--- Work instruction ---
From the records that follow, copy every line in which "format" appears.

━━━

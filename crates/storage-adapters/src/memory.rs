//! In-memory implementations of the persistence and media ports.
//!
//! These back the integration tests and any deployment that runs
//! without Postgres; the semantics mirror the SQL adapters, including
//! email uniqueness and the feed ordering contract.

use std::sync::Arc;

use async_trait::async_trait;
use bytes::Bytes;
use dashmap::DashMap;
use mime::Mime;
use uuid::Uuid;

use domains::error::{DomainError, Result};
use domains::models::{Author, FeedItem, FeedPage, NewUser, Post, User};
use domains::ports::{MediaStore, PostRepo, UserRepo};

/// One store implementing both repositories, so ownership derivation
/// works without cross-adapter wiring. Clone-free sharing via `Arc`.
#[derive(Default)]
pub struct MemStore {
    users: DashMap<Uuid, User>,
    posts: DashMap<Uuid, Post>,
}

impl MemStore {
    pub fn new() -> Arc<Self> {
        Arc::new(Self::default())
    }

    /// Ids of a user's posts, newest first, matching the ordering the SQL
    /// aggregation produces.
    fn owned_posts(&self, user_id: Uuid) -> Vec<Uuid> {
        let mut owned: Vec<(chrono::DateTime<chrono::Utc>, Uuid)> = self
            .posts
            .iter()
            .filter(|entry| entry.creator_id == user_id)
            .map(|entry| (entry.created_at, entry.id))
            .collect();
        owned.sort_by(|a, b| b.cmp(a));
        owned.into_iter().map(|(_, id)| id).collect()
    }

    fn with_owned(&self, mut user: User) -> User {
        user.posts = self.owned_posts(user.id);
        user
    }

    fn author(&self, creator_id: Uuid) -> Result<Author> {
        let user = self
            .users
            .get(&creator_id)
            .ok_or_else(|| DomainError::Internal(format!("creator {creator_id} missing")))?;
        Ok(Author {
            id: creator_id,
            name: user.name.clone(),
        })
    }
}

#[async_trait]
impl UserRepo for MemStore {
    async fn find_by_id(&self, id: Uuid) -> Result<Option<User>> {
        Ok(self
            .users
            .get(&id)
            .map(|entry| self.with_owned(entry.value().clone())))
    }

    async fn find_by_email(&self, email: &str) -> Result<Option<User>> {
        Ok(self
            .users
            .iter()
            .find(|entry| entry.email == email)
            .map(|entry| self.with_owned(entry.value().clone())))
    }

    async fn insert(&self, user: NewUser) -> Result<User> {
        if self.users.iter().any(|entry| entry.email == user.email) {
            return Err(DomainError::Conflict("User exists".into()));
        }
        let stored = User {
            id: user.id,
            email: user.email,
            name: user.name,
            password_hash: user.password_hash,
            status: user.status,
            posts: Vec::new(),
            created_at: user.created_at,
        };
        self.users.insert(stored.id, stored.clone());
        Ok(stored)
    }

    async fn update_status(&self, id: Uuid, status: &str) -> Result<Option<User>> {
        let Some(mut entry) = self.users.get_mut(&id) else {
            return Ok(None);
        };
        entry.status = status.to_owned();
        let updated = entry.clone();
        drop(entry);
        Ok(Some(self.with_owned(updated)))
    }
}

#[async_trait]
impl PostRepo for MemStore {
    async fn find_by_id(&self, id: Uuid) -> Result<Option<FeedItem>> {
        let Some(post) = self.posts.get(&id).map(|entry| entry.value().clone()) else {
            return Ok(None);
        };
        let author = self.author(post.creator_id)?;
        Ok(Some(FeedItem { post, author }))
    }

    async fn find_page(&self, limit: i64, offset: i64) -> Result<FeedPage> {
        let mut all: Vec<Post> = self.posts.iter().map(|entry| entry.value().clone()).collect();
        // created_at DESC, id DESC: the contract shared with Postgres.
        all.sort_by(|a, b| {
            b.created_at
                .cmp(&a.created_at)
                .then_with(|| b.id.cmp(&a.id))
        });
        let total = all.len() as i64;

        let offset = usize::try_from(offset).unwrap_or(usize::MAX);
        let limit = usize::try_from(limit).unwrap_or(0);
        let items = all
            .into_iter()
            .skip(offset)
            .take(limit)
            .map(|post| {
                let author = self.author(post.creator_id)?;
                Ok(FeedItem { post, author })
            })
            .collect::<Result<Vec<_>>>()?;

        Ok(FeedPage { items, total })
    }

    async fn insert(&self, post: &Post) -> Result<()> {
        self.posts.insert(post.id, post.clone());
        Ok(())
    }

    async fn update(&self, post: &Post) -> Result<bool> {
        let Some(mut entry) = self.posts.get_mut(&post.id) else {
            return Ok(false);
        };
        *entry = post.clone();
        Ok(true)
    }

    async fn delete(&self, id: Uuid) -> Result<bool> {
        Ok(self.posts.remove(&id).is_some())
    }
}

/// Media store that keeps uploads in memory and records removals, so
/// tests can assert the delete cascade without touching a filesystem.
#[derive(Default)]
pub struct MemMediaStore {
    files: DashMap<String, Bytes>,
    removed: DashMap<String, ()>,
}

impl MemMediaStore {
    pub fn new() -> Arc<Self> {
        Arc::new(Self::default())
    }

    pub fn contains(&self, path: &str) -> bool {
        self.files.contains_key(path)
    }

    pub fn was_removed(&self, path: &str) -> bool {
        self.removed.contains_key(path)
    }
}

#[async_trait]
impl MediaStore for MemMediaStore {
    async fn store(&self, original_name: &str, _content_type: &Mime, data: Bytes) -> Result<String> {
        let path = format!("images/{}-{}", Uuid::now_v7(), original_name);
        self.files.insert(path.clone(), data);
        Ok(path)
    }

    async fn remove(&self, path: &str) {
        self.files.remove(path);
        self.removed.insert(path.to_owned(), ());
    }
}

━━━

--- Reply to the exercise ---
            .ok_or_else(|| DomainError::Internal(format!("creator {creator_id} missing")))?;
        let path = format!("images/{}-{}", Uuid::now_v7(), original_name);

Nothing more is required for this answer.